Renegade. Bad boy. Trouble maker.

Hero. Visionary. Genius.

In architecture, it sometimes seems, you don’t achieve the later without being the former; case in point, The New York Times piece on the poster bad-boy of architecture, Thom Mayne. My one sentence summary: to be respected, you first have to be a hard ass.

It seems fitting that the qualities which, a decade ago, marginalized Mr. Mayne would now be highlighted for making him such a revolutionary force in the field. A confirmation, perhaps, of that one idiom pronounced time and again; to be great at architecture, you must think “outside the box”.

Trust me, those three words will, at some point in your life, ring in your ears. More likely, they will strike with remarkable regularity, like chimes of a grandfather clock. Sure, there are variations. You may be told to Be Bold. Innovate. Defy the status quo. Challenge assumptions. But, effectively, each is the same.

It’s all about breaking the rules.

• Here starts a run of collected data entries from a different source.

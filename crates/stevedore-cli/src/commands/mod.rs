//! CLI commands

pub mod apply;
pub mod bootstrap;
pub mod push;
pub mod wait;

use k8s_openapi::api::apps::v1::Deployment;
use std::path::Path;

use crate::error::{CliError, Result};

/// Connect with the ambient kubeconfig or in-cluster credentials
pub async fn connect() -> Result<kube::Client> {
    kube::Client::try_default().await.map_err(CliError::connect)
}

/// Read a single Deployment from a YAML manifest
pub fn load_deployment(path: &Path) -> Result<Deployment> {
    let content = std::fs::read_to_string(path)?;
    let deployment: Deployment = serde_yaml::from_str(&content).map_err(|e| {
        CliError::input_with_help(
            format!("{} is not a Deployment manifest: {}", path.display(), e),
            "pass a single apps/v1 Deployment document",
        )
    })?;
    if deployment.metadata.name.as_deref().is_none_or(str::is_empty) {
        return Err(CliError::input(format!(
            "{} has no metadata.name",
            path.display()
        )));
    }
    Ok(deployment)
}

Or, more to the point, knowing how to break what rules. Finding that deft balance differentiates those who are hailed and those who are failed. I know. I got failed. Or, well, close enough.

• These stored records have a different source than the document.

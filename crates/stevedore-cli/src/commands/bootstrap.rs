//! Bootstrap command - prepare a deployment manifest for in-place redeploys

use std::path::Path;
use stevedore_core::{Config, ImageRef, SourceKind};
use stevedore_kube::{BuilderImages, KubeImages, SupervisordBootstrapper, app_root_claim};

use crate::error::{CliError, Result};

/// Run the bootstrap command
///
/// Prints the transformed manifest, followed by the app-root claim when
/// `with_claim` is set.
pub async fn run(
    config: &Config,
    file: &Path,
    component: &str,
    builder_image: &str,
    source: SourceKind,
    with_claim: bool,
) -> Result<()> {
    let mut deployment = super::load_deployment(file)?;
    let image = ImageRef::parse(builder_image)?;

    let client = super::connect().await?;
    let metadata = KubeImages::new(client).metadata(&image).await?;

    let bootstrapper = SupervisordBootstrapper::new(config);
    let spec = deployment
        .spec
        .as_mut()
        .ok_or_else(|| CliError::input(format!("{} has no spec", file.display())))?;
    let template = std::mem::take(&mut spec.template);
    spec.template = bootstrapper.bootstrap(template, component, &metadata, source)?;
    tracing::info!(component, image = %image, %source, "deployment bootstrapped");

    let yaml = serde_yaml::to_string(&deployment).map_err(|e| CliError::Other {
        message: e.to_string(),
    })?;
    print!("{}", yaml);

    if with_claim {
        let labels = deployment.metadata.labels.clone().unwrap_or_default();
        let claim = serde_yaml::to_string(&app_root_claim(component, &labels)).map_err(|e| {
            CliError::Other {
                message: e.to_string(),
            }
        })?;
        println!("---");
        print!("{}", claim);
    }

    Ok(())
}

It was the final project of our first semester, first year – the ultimate throw-down, you might say. It was as if, by this one project, our futures would be defined – our abilities, our course through the next five years, would be laid out. It would be the first project that our year would, as a whole, complete together, using the same program, the same constraints, the same materials. The playing field had been leveled. Now it was time to see who would become king of the mountain.

The project was a pavilion, a sculpture garden, with a very specific platform shape. One, we were told, which existed, elsewhere in the world. One we were explicitly told not to research. Why? Well, because the precedent, as we would later find out, was none other that Mies Van der Rohe’s Barcelona Pavilion – that iconic project of modernity. In effect, we had been asked to meet or exceed the work of another revolutionary. Except, with constraints. Mies’ constraints. His materials, in the quantities he had implemented. All without knowing the real reason why.

So, off many of us set, trying work within the given parameters, frustrated by the feeling that, somehow, whatever we were doing, was not as great as the mythical precedent we could not or should not reference. Admittedly, there were a couple of students who picked up on the precedent right away, and moved towards the minimal aesthetic that Mies’ work had introduced into the architectural world. I, being the good and honest student, followed our professors’ instructions, and miserably worked on unsuccessful designs. At least for the first couple of weeks.

I soon noticed that many others, those students who the professors spoke highly of, and often too, were ignoring the constraints. They were defying the rules. They were doing their own work, despite our explicit palette, our instructions to do otherwise. They seemed, at least to me, to be garnering success for their defiance. And I wanted in.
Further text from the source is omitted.